--- ASSIGNMENT ---
Give back the whole listing below exactly.

--- SOURCE DATA ---
++++++++
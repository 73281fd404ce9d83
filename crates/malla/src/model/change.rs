//! Change records for undoable transactions.
//!
//! Every mutation the model performs is captured as a [`Change`] holding
//! enough information to replay or reverse itself. Field-level changes
//! carry both the old and the new value; inverting a change swaps them.

use malla_core::{
    geometry::{Point, Size},
    key::{LaneKey, NodeKey},
    semantic::{Course, Prerequisite, Routing, Semester},
};

use crate::model::LinkId;

/// One recorded mutation.
#[derive(Debug, Clone, PartialEq)]
pub enum Change {
    /// A course was inserted.
    AddCourse(Course),
    /// A course was removed; the record is kept so undo can restore it.
    RemoveCourse(Course),
    /// A lane was inserted.
    AddSemester(Semester),
    /// A lane was removed.
    RemoveSemester(Semester),
    /// A link was inserted under the given model-internal id.
    AddLink(LinkId, Prerequisite),
    /// A link was removed.
    RemoveLink(LinkId, Prerequisite),
    /// A single course field changed.
    Course { key: NodeKey, field: CourseField },
    /// A single lane field changed.
    Semester { key: LaneKey, field: SemesterField },
    /// A single link field changed.
    Link { id: LinkId, field: LinkField },
}

impl Change {
    /// Returns the change that undoes this one.
    pub fn inverted(&self) -> Change {
        match self {
            Change::AddCourse(course) => Change::RemoveCourse(course.clone()),
            Change::RemoveCourse(course) => Change::AddCourse(course.clone()),
            Change::AddSemester(semester) => Change::RemoveSemester(semester.clone()),
            Change::RemoveSemester(semester) => Change::AddSemester(semester.clone()),
            Change::AddLink(id, link) => Change::RemoveLink(*id, link.clone()),
            Change::RemoveLink(id, link) => Change::AddLink(*id, link.clone()),
            Change::Course { key, field } => Change::Course {
                key: *key,
                field: field.inverted(),
            },
            Change::Semester { key, field } => Change::Semester {
                key: *key,
                field: field.inverted(),
            },
            Change::Link { id, field } => Change::Link {
                id: *id,
                field: field.inverted(),
            },
        }
    }
}

/// Old and new value of a single course field.
#[derive(Debug, Clone, PartialEq)]
pub enum CourseField {
    Lane { old: LaneKey, new: LaneKey },
    Text { old: String, new: String },
    Color { old: usize, new: usize },
    Hp { old: u32, new: u32 },
    Ht { old: u32, new: u32 },
    Category { old: String, new: String },
    Location { old: Option<Point>, new: Option<Point> },
}

impl CourseField {
    fn inverted(&self) -> CourseField {
        match self.clone() {
            CourseField::Lane { old, new } => CourseField::Lane { old: new, new: old },
            CourseField::Text { old, new } => CourseField::Text { old: new, new: old },
            CourseField::Color { old, new } => CourseField::Color { old: new, new: old },
            CourseField::Hp { old, new } => CourseField::Hp { old: new, new: old },
            CourseField::Ht { old, new } => CourseField::Ht { old: new, new: old },
            CourseField::Category { old, new } => CourseField::Category { old: new, new: old },
            CourseField::Location { old, new } => CourseField::Location { old: new, new: old },
        }
    }
}

/// Old and new value of a single lane field.
#[derive(Debug, Clone, PartialEq)]
pub enum SemesterField {
    Label { old: String, new: String },
    Location { old: Option<Point>, new: Option<Point> },
    Expanded { old: bool, new: bool },
    SavedBreadth { old: Option<f32>, new: Option<f32> },
    Size { old: Option<Size>, new: Option<Size> },
}

impl SemesterField {
    fn inverted(&self) -> SemesterField {
        match self.clone() {
            SemesterField::Label { old, new } => SemesterField::Label { old: new, new: old },
            SemesterField::Location { old, new } => SemesterField::Location { old: new, new: old },
            SemesterField::Expanded { old, new } => SemesterField::Expanded { old: new, new: old },
            SemesterField::SavedBreadth { old, new } => {
                SemesterField::SavedBreadth { old: new, new: old }
            }
            SemesterField::Size { old, new } => SemesterField::Size { old: new, new: old },
        }
    }
}

/// Old and new value of a single link field.
#[derive(Debug, Clone, PartialEq)]
pub enum LinkField {
    From { old: NodeKey, new: NodeKey },
    To { old: NodeKey, new: NodeKey },
    Points { old: Vec<Point>, new: Vec<Point> },
    Routing { old: Routing, new: Routing },
}

impl LinkField {
    fn inverted(&self) -> LinkField {
        match self.clone() {
            LinkField::From { old, new } => LinkField::From { old: new, new: old },
            LinkField::To { old, new } => LinkField::To { old: new, new: old },
            LinkField::Points { old, new } => LinkField::Points { old: new, new: old },
            LinkField::Routing { old, new } => LinkField::Routing { old: new, new: old },
        }
    }
}

/// A committed transaction: its label and the changes it made, in order.
#[derive(Debug, Clone)]
pub struct Transaction {
    label: String,
    changes: Vec<Change>,
}

impl Transaction {
    pub(crate) fn new(label: String, changes: Vec<Change>) -> Self {
        Self { label, changes }
    }

    /// Returns the label the transaction was opened with.
    pub fn label(&self) -> &str {
        &self.label
    }

    /// Returns the recorded changes in application order.
    pub fn changes(&self) -> &[Change] {
        &self.changes
    }
}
++++++++
--- YOUR RESPONSE ---
repository 73281fd404ce9d83
filename crates/malla/src/model/change.rs
//! Change records for undoable transactions.
//!
//! Every mutation the model performs is captured as a [`Change`] holding
//! enough information to replay or reverse itself. Field-level changes
//! carry both the old and the new value; inverting a change swaps them.

use malla_core::{
    geometry::{Point, Size},
    key::{LaneKey, NodeKey},
    semantic::{Course, Prerequisite, Routing, Semester},
};

use crate::model::LinkId;

/// One recorded mutation.
#[derive(Debug, Clone, PartialEq)]
pub enum Change {
    /// A course was inserted.
    AddCourse(Course),
    /// A course was removed; the record is kept so undo can restore it.
    RemoveCourse(Course),
    /// A lane was inserted.
    AddSemester(Semester),
    /// A lane was removed.
    RemoveSemester(Semester),
    /// A link was inserted under the given model-internal id.
    AddLink(LinkId, Prerequisite),
    /// A link was removed.
    RemoveLink(LinkId, Prerequisite),
    /// A single course field changed.
    Course { key: NodeKey, field: CourseField },
    /// A single lane field changed.
    Semester { key: LaneKey, field: SemesterField },
    /// A single link field changed.
    Link { id: LinkId, field: LinkField },
}

impl Change {
    /// Returns the change that undoes this one.
    pub fn inverted(&self) -> Change {
        match self {
            Change::AddCourse(course) => Change::RemoveCourse(course.clone()),
            Change::RemoveCourse(course) => Change::AddCourse(course.clone()),
            Change::AddSemester(semester) => Change::RemoveSemester(semester.clone()),
            Change::RemoveSemester(semester) => Change::AddSemester(semester.clone()),
            Change::AddLink(id, link) => Change::RemoveLink(*id, link.clone()),
            Change::RemoveLink(id, link) => Change::AddLink(*id, link.clone()),
            Change::Course { key, field } => Change::Course {
                key: *key,
                field: field.inverted(),
            },
            Change::Semester { key, field } => Change::Semester {
                key: *key,
                field: field.inverted(),
            },
            Change::Link { id, field } => Change::Link {
                id: *id,
                field: field.inverted(),
            },
        }
    }
}

/// Old and new value of a single course field.
#[derive(Debug, Clone, PartialEq)]
pub enum CourseField {
    Lane { old: LaneKey, new: LaneKey },
    Text { old: String, new: String },
    Color { old: usize, new: usize },
    Hp { old: u32, new: u32 },
    Ht { old: u32, new: u32 },
    Category { old: String, new: String },
    Location { old: Option<Point>, new: Option<Point> },
}

impl CourseField {
    fn inverted(&self) -> CourseField {
        match self.clone() {
            CourseField::Lane { old, new } => CourseField::Lane { old: new, new: old },
            CourseField::Text { old, new } => CourseField::Text { old: new, new: old },
            CourseField::Color { old, new } => CourseField::Color { old: new, new: old },
            CourseField::Hp { old, new } => CourseField::Hp { old: new, new: old },
            CourseField::Ht { old, new } => CourseField::Ht { old: new, new: old },
            CourseField::Category { old, new } => CourseField::Category { old: new, new: old },
            CourseField::Location { old, new } => CourseField::Location { old: new, new: old },
        }
    }
}

/// Old and new value of a single lane field.
#[derive(Debug, Clone, PartialEq)]
pub enum SemesterField {
    Label { old: String, new: String },
    Location { old: Option<Point>, new: Option<Point> },
    Expanded { old: bool, new: bool },
    SavedBreadth { old: Option<f32>, new: Option<f32> },
    Size { old: Option<Size>, new: Option<Size> },
}

impl SemesterField {
    fn inverted(&self) -> SemesterField {
        match self.clone() {
            SemesterField::Label { old, new } => SemesterField::Label { old: new, new: old },
            SemesterField::Location { old, new } => SemesterField::Location { old: new, new: old },
            SemesterField::Expanded { old, new } => SemesterField::Expanded { old: new, new: old },
            SemesterField::SavedBreadth { old, new } => {
                SemesterField::SavedBreadth { old: new, new: old }
            }
            SemesterField::Size { old, new } => SemesterField::Size { old: new, new: old },
        }
    }
}

/// Old and new value of a single link field.
#[derive(Debug, Clone, PartialEq)]
pub enum LinkField {
    From { old: NodeKey, new: NodeKey },
    To { old: NodeKey, new: NodeKey },
    Points { old: Vec<Point>, new: Vec<Point> },
    Routing { old: Routing, new: Routing },
}

impl LinkField {
    fn inverted(&self) -> LinkField {
        match self.clone() {
            LinkField::From { old, new } => LinkField::From { old: new, new: old },
            LinkField::To { old, new } => LinkField::To { old: new, new: old },
            LinkField::Points { old, new } => LinkField::Points { old: new, new: old },
            LinkField::Routing { old, new } => LinkField::Routing { old: new, new: old },
        }
    }
}

/// A committed transaction: its label and the changes it made, in order.
#[derive(Debug, Clone)]
pub struct Transaction {
    label: String,
    changes: Vec<Change>,
}

impl Transaction {
    pub(crate) fn new(label: String, changes: Vec<Change>) -> Self {
        Self { label, changes }
    }

    /// Returns the label the transaction was opened with.
    pub fn label(&self) -> &str {
        &self.label
    }

    /// Returns the recorded changes in application order.
    pub fn changes(&self) -> &[Change] {
        &self.changes
    }
}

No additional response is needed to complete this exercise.